Exercise description:
The answer required is how many lines of the following entries contain the word "insert", with no other words.

<<<<

//! loading CloudFormation/SAM templates
//!
//! Templates are parsed into a [serde_json::Value] tree that preserves mapping order. JSON and YAML are
//! accepted. YAML short-form intrinsic functions are expanded into their long form:
//! - `!Ref Name` becomes `{"Ref": "Name"}`
//! - `!GetAtt Resource.Attribute` becomes `{"Fn::GetAtt": ["Resource", "Attribute"]}`
//! - `!Sub ...`, `!Join ...` and every other tag `!X` becomes `{"Fn::X": ...}`
use serde_json::{Map, Number, Value};
use std::path::Path;

/// Parse a template from a string
///
/// Input starting with `{` is read as JSON, everything else as YAML.
pub fn from_str(contents: &str) -> Result<Value, LoadError> {
    let template = if contents.trim_start().starts_with('{') {
        serde_json::from_str(contents)?
    } else {
        let yaml: serde_yaml::Value = serde_yaml::from_str(contents)?;
        from_yaml(yaml)?
    };

    if !template.is_object() {
        return Err(LoadError::NotAMapping);
    }

    Ok(template)
}

pub fn load_file(file_path: &Path) -> Result<Value, LoadError> {
    let file_path = file_path.canonicalize()?;
    tracing::info!(path=%file_path.display(), "loading file");

    let file_contents = std::fs::read_to_string(&file_path)?;
    from_str(&file_contents)
}

/// Whether a mapping is an intrinsic function call (`{"Ref": ...}`, `{"Fn::Sub": ...}`, ...)
pub fn is_intrinsic(object: &Map<String, Value>) -> bool {
    object.len() == 1
        && object
            .keys()
            .all(|key| key == "Ref" || key == "Condition" || key.starts_with("Fn::"))
}

fn from_yaml(value: serde_yaml::Value) -> Result<Value, LoadError> {
    use serde_yaml::Value as Yaml;

    Ok(match value {
        Yaml::Null => Value::Null,
        Yaml::Bool(b) => Value::Bool(b),
        Yaml::Number(n) => number(&n)?,
        Yaml::String(s) => Value::String(s),
        Yaml::Sequence(seq) => Value::Array(
            seq.into_iter()
                .map(from_yaml)
                .collect::<Result<Vec<_>, _>>()?,
        ),
        Yaml::Mapping(mapping) => {
            let mut object = Map::with_capacity(mapping.len());
            for (key, value) in mapping {
                object.insert(key_string(key)?, from_yaml(value)?);
            }
            Value::Object(object)
        }
        Yaml::Tagged(tagged) => {
            let tag = tagged.tag.to_string();
            let tag = tag.trim_start_matches('!');
            intrinsic(tag, from_yaml(tagged.value)?)
        }
    })
}

fn intrinsic(tag: &str, value: Value) -> Value {
    let mut object = Map::with_capacity(1);
    match (tag, value) {
        ("Ref" | "Condition", value) => {
            object.insert(tag.to_string(), value);
        }
        ("GetAtt", Value::String(path)) => {
            let parts: Vec<Value> = match path.split_once('.') {
                Some((resource, attribute)) => vec![resource.into(), attribute.into()],
                None => vec![path.into()],
            };
            object.insert("Fn::GetAtt".to_string(), Value::Array(parts));
        }
        (tag, value) => {
            object.insert(format!("Fn::{tag}"), value);
        }
    }
    Value::Object(object)
}

fn number(n: &serde_yaml::Number) -> Result<Value, LoadError> {
    if let Some(u) = n.as_u64() {
        return Ok(Value::from(u));
    }
    if let Some(i) = n.as_i64() {
        return Ok(Value::from(i));
    }

    n.as_f64()
        .and_then(Number::from_f64)
        .map(Value::Number)
        .ok_or_else(|| LoadError::UnsupportedNumber(n.to_string()))
}

fn key_string(key: serde_yaml::Value) -> Result<String, LoadError> {
    use serde_yaml::Value as Yaml;

    match key {
        Yaml::String(s) => Ok(s),
        Yaml::Bool(b) => Ok(b.to_string()),
        Yaml::Number(n) => Ok(n.to_string()),
        other => Err(LoadError::UnsupportedKey(format!("{other:?}"))),
    }
}

#[derive(thiserror::Error, Debug)]
pub enum LoadError {
    #[error("IO error")]
    IoError(#[from] std::io::Error),
    #[error("Unable to parse json template")]
    JsonParseFailed(#[from] serde_json::Error),
    #[error("Unable to parse yaml template")]
    YamlParseFailed(#[from] serde_yaml::Error),
    #[error("Template must be a mapping")]
    NotAMapping,
    #[error("Unsupported mapping key {0}")]
    UnsupportedKey(String),
    #[error("Unsupported number {0}")]
    UnsupportedNumber(String),
}

/// Utility macro to parse a template in tests
///
/// ```
/// # use ddsm::template;
/// let template = template!("Resources: {}");
/// assert!(template["Resources"].is_object());
/// ```
///
/// # Panic
/// Panics on invalid input
///
/// ```should_panic
/// # use ddsm::template;
/// template!("- not a mapping");
/// ```
#[macro_export]
macro_rules! template {
    { $expr:expr } => {
        $crate::template::from_str($expr).expect("template must parse")
    };
}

>>>>

Solution below:
4